** DIRECTIONS FOR THIS TASK **
From the entries that follow, list every line in which the string "current" appears.

** Collected data entries **
= = = = =

#[cfg(test)]
mod tests {
    use super::*;
    use serde_json::json;

    const LEASE: Duration = Duration::from_secs(60);

    #[tokio::test]
    async fn test_claimed_job_is_not_delivered_twice() {
        let store = MemoryJobStore::new();
        let id = store.enqueue(JobKind::Welcome, json!({"userId": "u"})).await.unwrap();

        let claimed = store.claim(&[JobKind::Welcome], LEASE).await.unwrap().unwrap();
        assert_eq!(claimed.job.id, id);
        assert!(store.claim(&[JobKind::Welcome], LEASE).await.unwrap().is_none());

        assert!(store.ack(id, claimed.lease).await.unwrap());
        assert!(store.claim(&[JobKind::Welcome], LEASE).await.unwrap().is_none());
        assert_eq!(store.get(id).await.unwrap().unwrap().status, JobStatus::Completed);
    }

    #[tokio::test]
    async fn test_claim_filters_by_kind() {
        let store = MemoryJobStore::new();
        store.enqueue(JobKind::Thumbnail, json!({})).await.unwrap();

        assert!(store.claim(&[JobKind::Welcome], LEASE).await.unwrap().is_none());
        assert!(store.claim(&[JobKind::Thumbnail], LEASE).await.unwrap().is_some());
    }

    #[tokio::test]
    async fn test_nack_redelivers_after_delay() {
        let store = MemoryJobStore::new();
        let id = store.enqueue(JobKind::Thumbnail, json!({})).await.unwrap();
        let claimed = store.claim(&[JobKind::Thumbnail], LEASE).await.unwrap().unwrap();

        assert!(store
            .nack(id, claimed.lease, "disk full", Duration::from_millis(30))
            .await
            .unwrap());
        assert!(store.claim(&[JobKind::Thumbnail], LEASE).await.unwrap().is_none());

        tokio::time::sleep(Duration::from_millis(60)).await;
        let claimed = store.claim(&[JobKind::Thumbnail], LEASE).await.unwrap().unwrap();
        assert_eq!(claimed.job.id, id);
        assert_eq!(claimed.job.attempts, 1);
    }

    #[tokio::test]
    async fn test_expired_lease_is_redelivered() {
        let store = MemoryJobStore::new();
        let id = store.enqueue(JobKind::Thumbnail, json!({})).await.unwrap();
        store
            .claim(&[JobKind::Thumbnail], Duration::from_millis(20))
            .await
            .unwrap();

        tokio::time::sleep(Duration::from_millis(50)).await;
        let claimed = store.claim(&[JobKind::Thumbnail], LEASE).await.unwrap().unwrap();
        assert_eq!(claimed.job.id, id);
    }

    #[tokio::test]
    async fn test_failed_job_is_never_redelivered() {
        let store = MemoryJobStore::new();
        let id = store.enqueue(JobKind::Thumbnail, json!({})).await.unwrap();
        let claimed = store.claim(&[JobKind::Thumbnail], LEASE).await.unwrap().unwrap();

        assert!(store.fail(id, claimed.lease, "Missing fileId").await.unwrap());
        assert!(store.claim(&[JobKind::Thumbnail], LEASE).await.unwrap().is_none());

        let record = store.get(id).await.unwrap().unwrap();
        assert_eq!(record.status, JobStatus::Failed);
        assert_eq!(record.last_error.as_deref(), Some("Missing fileId"));
    }

    #[tokio::test]
    async fn test_lapsed_lease_cannot_settle_reclaimed_job() {
        let store = MemoryJobStore::new();
        let id = store.enqueue(JobKind::Thumbnail, json!({})).await.unwrap();

        let stale = store
            .claim(&[JobKind::Thumbnail], Duration::from_millis(10))
            .await
            .unwrap()
            .unwrap();
        tokio::time::sleep(Duration::from_millis(30)).await;
        let current = store.claim(&[JobKind::Thumbnail], LEASE).await.unwrap().unwrap();
        assert_eq!(current.job.id, id);

        assert!(!store
            .nack(id, stale.lease, "timed out", Duration::ZERO)
            .await
            .unwrap());
        assert!(!store.fail(id, stale.lease, "timed out").await.unwrap());
        assert!(!store.ack(id, stale.lease).await.unwrap());

        // Still leased to the second claimant.
        assert!(store.claim(&[JobKind::Thumbnail], LEASE).await.unwrap().is_none());
        assert_eq!(store.get(id).await.unwrap().unwrap().status, JobStatus::Running);

        assert!(store.ack(id, current.lease).await.unwrap());
        assert_eq!(store.get(id).await.unwrap().unwrap().status, JobStatus::Completed);
    }

    #[tokio::test]
    async fn test_settled_job_cannot_be_settled_again() {
        let store = MemoryJobStore::new();
        let id = store.enqueue(JobKind::Welcome, json!({})).await.unwrap();
        let claimed = store.claim(&[JobKind::Welcome], LEASE).await.unwrap().unwrap();

        assert!(store.fail(id, claimed.lease, "User not found").await.unwrap());
        assert!(!store.ack(id, claimed.lease).await.unwrap());
        assert_eq!(store.get(id).await.unwrap().unwrap().status, JobStatus::Failed);
    }
}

= = = = =

** WRITTEN ANSWER **
        let current = store.claim(&[JobKind::Thumbnail], LEASE).await.unwrap().unwrap();
        assert_eq!(current.job.id, id);
        assert!(store.ack(id, current.lease).await.unwrap());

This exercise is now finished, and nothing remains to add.